HOW TO COMPLETE THIS TASK -
For this exercise, repeat the records below exactly as written.

[Dataset entries]
========================================

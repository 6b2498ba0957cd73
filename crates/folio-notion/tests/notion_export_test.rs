//! Integration tests for the Notion exporter against a mock API.

use folio_core::config::{NotionConfig, RetryPolicy};
use folio_core::{ExportDocument, ExportError, ItemId, WorkspaceExporter};
use folio_notion::NotionExporter;
use secrecy::SecretString;
use serde_json::json;
use wiremock::matchers::{body_partial_json, header, method, path, path_regex};
use wiremock::{Mock, MockServer, ResponseTemplate};

fn exporter(server: &MockServer) -> NotionExporter {
    let config = NotionConfig {
        base_url: format!("{}/v1", server.uri()),
        parent_page_id: Some("parent-page".to_string()),
        retry: RetryPolicy {
            max_retries: 2,
            initial_delay_ms: 1,
            max_delay_ms: 5,
            multiplier: 2.0,
        },
        ..NotionConfig::default()
    };
    NotionExporter::new(config, SecretString::new("secret_token".to_string())).unwrap()
}

fn document(content: &str) -> ExportDocument {
    ExportDocument {
        item_id: ItemId(0),
        title: "week1.pdf".to_string(),
        content: content.to_string(),
    }
}

fn page_created() -> ResponseTemplate {
    ResponseTemplate::new(200).set_body_json(json!({
        "object": "page",
        "id": "page-123",
        "url": "https://www.notion.so/page-123"
    }))
}

#[tokio::test]
async fn test_creates_child_page() {
    let server = MockServer::start().await;
    Mock::given(method("POST"))
        .and(path("/v1/pages"))
        .and(header("authorization", "Bearer secret_token"))
        .and(header("notion-version", "2022-06-28"))
        .and(body_partial_json(json!({
            "parent": { "page_id": "parent-page" },
            "properties": { "title": { "title": [{ "text": { "content": "week1.pdf" } }] } }
        })))
        .respond_with(page_created())
        .expect(1)
        .mount(&server)
        .await;

    let receipt = exporter(&server)
        .export(&document("Intro.\n\nDetails."))
        .await
        .unwrap();

    assert_eq!(receipt.page_id, "page-123");
    assert_eq!(receipt.url.as_deref(), Some("https://www.notion.so/page-123"));
}

#[tokio::test]
async fn test_rate_limit_is_retried() {
    let server = MockServer::start().await;
    Mock::given(method("POST"))
        .and(path("/v1/pages"))
        .respond_with(ResponseTemplate::new(429).set_body_json(json!({
            "object": "error", "status": 429, "code": "rate_limited", "message": "slow down"
        })))
        .up_to_n_times(1)
        .expect(1)
        .mount(&server)
        .await;
    Mock::given(method("POST"))
        .and(path("/v1/pages"))
        .respond_with(page_created())
        .expect(1)
        .mount(&server)
        .await;

    let receipt = exporter(&server).export(&document("text")).await.unwrap();
    assert_eq!(receipt.page_id, "page-123");
}

#[tokio::test]
async fn test_validation_error_is_not_retried() {
    let server = MockServer::start().await;
    Mock::given(method("POST"))
        .and(path("/v1/pages"))
        .respond_with(ResponseTemplate::new(400).set_body_json(json!({
            "object": "error", "status": 400, "code": "validation_error", "message": "body failed validation"
        })))
        .expect(1)
        .mount(&server)
        .await;

    let error = exporter(&server).export(&document("text")).await.unwrap_err();
    match error {
        ExportError::Permanent(msg) => assert!(msg.contains("validation_error")),
        other => panic!("unexpected {:?}", other),
    }
}

#[tokio::test]
async fn test_server_errors_give_up_after_retries() {
    let server = MockServer::start().await;
    Mock::given(method("POST"))
        .and(path("/v1/pages"))
        .respond_with(ResponseTemplate::new(503))
        .expect(3)
        .mount(&server)
        .await;

    let error = exporter(&server).export(&document("text")).await.unwrap_err();
    assert!(matches!(error, ExportError::Transient(_)));
}

#[tokio::test]
async fn test_long_documents_are_appended_in_batches() {
    let server = MockServer::start().await;
    Mock::given(method("POST"))
        .and(path("/v1/pages"))
        .respond_with(page_created())
        .expect(1)
        .mount(&server)
        .await;
    Mock::given(method("PATCH"))
        .and(path_regex(r"^/v1/blocks/page-123/children$"))
        .respond_with(ResponseTemplate::new(200).set_body_json(json!({ "results": [] })))
        .expect(2)
        .mount(&server)
        .await;

    // 250 paragraphs: 100 on create, then 100 and 50 appended.
    let content = (0..250)
        .map(|i| format!("Paragraph {}.", i))
        .collect::<Vec<_>>()
        .join("\n\n");

    exporter(&server).export(&document(&content)).await.unwrap();
}
//! folio-core - Core library for folio.
//!
//! This crate provides the batch pipeline that turns a selection of scanned
//! documents into extracted text: per-item state tracking, error
//! classification, sequential orchestration and result aggregation.
//!
//! # Example
//!
//! ```ignore
//! use folio_core::{BatchOrchestrator, BatchSession, FileHandle};
//! use futures::StreamExt;
//!
//! let mut session = BatchSession::new(BatchOrchestrator::with_defaults(extractor));
//! let files = vec![Arc::new(FileHandle::from_path("notes.pdf").await?)];
//!
//! let mut run = session.start_batch(files)?;
//! while let Some(progress) = run.next().await {
//!     println!("{:?} {}/{}", progress.kind, progress.position().unwrap_or(0), progress.total_count);
//! }
//!
//! let summary = session.summary();
//! ```

pub mod classify;
pub mod config;
pub mod error;
pub mod export;
pub mod orchestrator;
pub mod session;
pub mod state;
pub mod summary;
pub mod traits;
pub mod types;

// Re-export commonly used types
pub use classify::{ClassifierConfig, DependencySignature, ErrorClassifier};
pub use config::{ExtractionBackend, FolioConfig};
pub use error::{ErrorCode, FolioError, FolioResult};
pub use export::{export_succeeded, ExportReport};
pub use orchestrator::{BatchOrchestrator, BatchRun, OrchestratorConfig};
pub use session::BatchSession;
pub use summary::{summarize, BatchSummary, FailedItem, SucceededItem, TextTotals};
pub use traits::{
    ExportDocument, ExportError, ExportReceipt, ExtractionFailure, ExtractionService,
    WorkspaceExporter,
};
pub use types::{
    Batch, BatchId, BatchItem, BatchProgress, BatchStatus, CleanupStats, ErrorClass,
    ExtractionOutput, FileHandle, ItemError, ItemId, ItemState, ProgressKind,
};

========================================

WRITTEN ANSWER -
repository 6b2498ba0957cd73
filename crates/folio-notion/tests/notion_export_test.rs
//! Integration tests for the Notion exporter against a mock API.

use folio_core::config::{NotionConfig, RetryPolicy};
use folio_core::{ExportDocument, ExportError, ItemId, WorkspaceExporter};
use folio_notion::NotionExporter;
use secrecy::SecretString;
use serde_json::json;
use wiremock::matchers::{body_partial_json, header, method, path, path_regex};
use wiremock::{Mock, MockServer, ResponseTemplate};

fn exporter(server: &MockServer) -> NotionExporter {
    let config = NotionConfig {
        base_url: format!("{}/v1", server.uri()),
        parent_page_id: Some("parent-page".to_string()),
        retry: RetryPolicy {
            max_retries: 2,
            initial_delay_ms: 1,
            max_delay_ms: 5,
            multiplier: 2.0,
        },
        ..NotionConfig::default()
    };
    NotionExporter::new(config, SecretString::new("secret_token".to_string())).unwrap()
}

fn document(content: &str) -> ExportDocument {
    ExportDocument {
        item_id: ItemId(0),
        title: "week1.pdf".to_string(),
        content: content.to_string(),
    }
}

fn page_created() -> ResponseTemplate {
    ResponseTemplate::new(200).set_body_json(json!({
        "object": "page",
        "id": "page-123",
        "url": "https://www.notion.so/page-123"
    }))
}

#[tokio::test]
async fn test_creates_child_page() {
    let server = MockServer::start().await;
    Mock::given(method("POST"))
        .and(path("/v1/pages"))
        .and(header("authorization", "Bearer secret_token"))
        .and(header("notion-version", "2022-06-28"))
        .and(body_partial_json(json!({
            "parent": { "page_id": "parent-page" },
            "properties": { "title": { "title": [{ "text": { "content": "week1.pdf" } }] } }
        })))
        .respond_with(page_created())
        .expect(1)
        .mount(&server)
        .await;

    let receipt = exporter(&server)
        .export(&document("Intro.\n\nDetails."))
        .await
        .unwrap();

    assert_eq!(receipt.page_id, "page-123");
    assert_eq!(receipt.url.as_deref(), Some("https://www.notion.so/page-123"));
}

#[tokio::test]
async fn test_rate_limit_is_retried() {
    let server = MockServer::start().await;
    Mock::given(method("POST"))
        .and(path("/v1/pages"))
        .respond_with(ResponseTemplate::new(429).set_body_json(json!({
            "object": "error", "status": 429, "code": "rate_limited", "message": "slow down"
        })))
        .up_to_n_times(1)
        .expect(1)
        .mount(&server)
        .await;
    Mock::given(method("POST"))
        .and(path("/v1/pages"))
        .respond_with(page_created())
        .expect(1)
        .mount(&server)
        .await;

    let receipt = exporter(&server).export(&document("text")).await.unwrap();
    assert_eq!(receipt.page_id, "page-123");
}

#[tokio::test]
async fn test_validation_error_is_not_retried() {
    let server = MockServer::start().await;
    Mock::given(method("POST"))
        .and(path("/v1/pages"))
        .respond_with(ResponseTemplate::new(400).set_body_json(json!({
            "object": "error", "status": 400, "code": "validation_error", "message": "body failed validation"
        })))
        .expect(1)
        .mount(&server)
        .await;

    let error = exporter(&server).export(&document("text")).await.unwrap_err();
    match error {
        ExportError::Permanent(msg) => assert!(msg.contains("validation_error")),
        other => panic!("unexpected {:?}", other),
    }
}

#[tokio::test]
async fn test_server_errors_give_up_after_retries() {
    let server = MockServer::start().await;
    Mock::given(method("POST"))
        .and(path("/v1/pages"))
        .respond_with(ResponseTemplate::new(503))
        .expect(3)
        .mount(&server)
        .await;

    let error = exporter(&server).export(&document("text")).await.unwrap_err();
    assert!(matches!(error, ExportError::Transient(_)));
}

#[tokio::test]
async fn test_long_documents_are_appended_in_batches() {
    let server = MockServer::start().await;
    Mock::given(method("POST"))
        .and(path("/v1/pages"))
        .respond_with(page_created())
        .expect(1)
        .mount(&server)
        .await;
    Mock::given(method("PATCH"))
        .and(path_regex(r"^/v1/blocks/page-123/children$"))
        .respond_with(ResponseTemplate::new(200).set_body_json(json!({ "results": [] })))
        .expect(2)
        .mount(&server)
        .await;

    // 250 paragraphs: 100 on create, then 100 and 50 appended.
    let content = (0..250)
        .map(|i| format!("Paragraph {}.", i))
        .collect::<Vec<_>>()
        .join("\n\n");

    exporter(&server).export(&document(&content)).await.unwrap();
}
//! folio-core - Core library for folio.
//!
//! This crate provides the batch pipeline that turns a selection of scanned
//! documents into extracted text: per-item state tracking, error
//! classification, sequential orchestration and result aggregation.
//!
//! # Example
//!
//! ```ignore
//! use folio_core::{BatchOrchestrator, BatchSession, FileHandle};
//! use futures::StreamExt;
//!
//! let mut session = BatchSession::new(BatchOrchestrator::with_defaults(extractor));
//! let files = vec![Arc::new(FileHandle::from_path("notes.pdf").await?)];
//!
//! let mut run = session.start_batch(files)?;
//! while let Some(progress) = run.next().await {
//!     println!("{:?} {}/{}", progress.kind, progress.position().unwrap_or(0), progress.total_count);
//! }
//!
//! let summary = session.summary();
//! ```

pub mod classify;
pub mod config;
pub mod error;
pub mod export;
pub mod orchestrator;
pub mod session;
pub mod state;
pub mod summary;
pub mod traits;
pub mod types;

// Re-export commonly used types
pub use classify::{ClassifierConfig, DependencySignature, ErrorClassifier};
pub use config::{ExtractionBackend, FolioConfig};
pub use error::{ErrorCode, FolioError, FolioResult};
pub use export::{export_succeeded, ExportReport};
pub use orchestrator::{BatchOrchestrator, BatchRun, OrchestratorConfig};
pub use session::BatchSession;
pub use summary::{summarize, BatchSummary, FailedItem, SucceededItem, TextTotals};
pub use traits::{
    ExportDocument, ExportError, ExportReceipt, ExtractionFailure, ExtractionService,
    WorkspaceExporter,
};
pub use types::{
    Batch, BatchId, BatchItem, BatchProgress, BatchStatus, CleanupStats, ErrorClass,
    ExtractionOutput, FileHandle, ItemError, ItemId, ItemState, ProgressKind,
};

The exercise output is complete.